§ **Brief**
Wherever a line of the records contains "Some", copy that line.

Stored data
[Start of Attachment]
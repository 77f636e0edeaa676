use serde::{Deserialize, Serialize};

/// A single coordinate pair.
#[derive(Debug, Clone, Copy, PartialEq, Serialize, Deserialize)]
pub struct Point {
    pub x: f64,
    pub y: f64,
}

impl Point {
    pub fn new(x: f64, y: f64) -> Self {
        Self { x, y }
    }
}

/// An axis-aligned bounding rectangle.
#[derive(Debug, Clone, Copy, PartialEq, Serialize, Deserialize)]
pub struct Rect {
    pub min_x: f64,
    pub min_y: f64,
    pub max_x: f64,
    pub max_y: f64,
}

impl Rect {
    pub fn new(min_x: f64, min_y: f64, max_x: f64, max_y: f64) -> Self {
        Self {
            min_x,
            min_y,
            max_x,
            max_y,
        }
    }

    /// The effectively unbounded rectangle reported by sources that cannot
    /// compute a precise extent.
    pub fn unbounded() -> Self {
        Self {
            min_x: -(f32::MAX as f64),
            min_y: -(f32::MAX as f64),
            max_x: f32::MAX as f64,
            max_y: f32::MAX as f64,
        }
    }

    fn from_point(point: Point) -> Self {
        Self {
            min_x: point.x,
            min_y: point.y,
            max_x: point.x,
            max_y: point.y,
        }
    }

    fn expand(&mut self, point: Point) {
        if point.x < self.min_x {
            self.min_x = point.x;
        }
        if point.x > self.max_x {
            self.max_x = point.x;
        }
        if point.y < self.min_y {
            self.min_y = point.y;
        }
        if point.y > self.max_y {
            self.max_y = point.y;
        }
    }
}

/// The geometry carried by a shape record.
#[derive(Debug, Clone, Copy, PartialEq, Eq, Serialize, Deserialize)]
pub enum ShapeKind {
    /// No drawable geometry; iteration skips these records.
    Null,
    Point,
    Line,
    Polygon,
}

/// One feature record produced by a data source: geometry parts, the
/// bounding box over all coordinates, and the attribute values matching the
/// layer's item schema.
#[derive(Debug, Clone, PartialEq, Serialize, Deserialize)]
pub struct Shape {
    pub kind: ShapeKind,
    pub parts: Vec<Vec<Point>>,
    pub bounds: Option<Rect>,
    pub values: Vec<String>,
    pub index: i64,
}

impl Shape {
    pub fn null() -> Self {
        Self {
            kind: ShapeKind::Null,
            parts: Vec::new(),
            bounds: None,
            values: Vec::new(),
            index: -1,
        }
    }

    pub fn is_null(&self) -> bool {
        self.kind == ShapeKind::Null
    }

    pub fn add_part(&mut self, part: Vec<Point>) {
        self.parts.push(part);
    }

    /// Recompute the bounding box over every coordinate in every part.
    pub fn compute_bounds(&mut self) {
        let mut bounds: Option<Rect> = None;
        for part in &self.parts {
            for point in part {
                match bounds.as_mut() {
                    Some(rect) => rect.expand(*point),
                    None => bounds = Some(Rect::from_point(*point)),
                }
            }
        }
        self.bounds = bounds;
    }
}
[End of Attachment]
§ **Response**
                    Some(rect) => rect.expand(*point),
                    None => bounds = Some(Rect::from_point(*point)),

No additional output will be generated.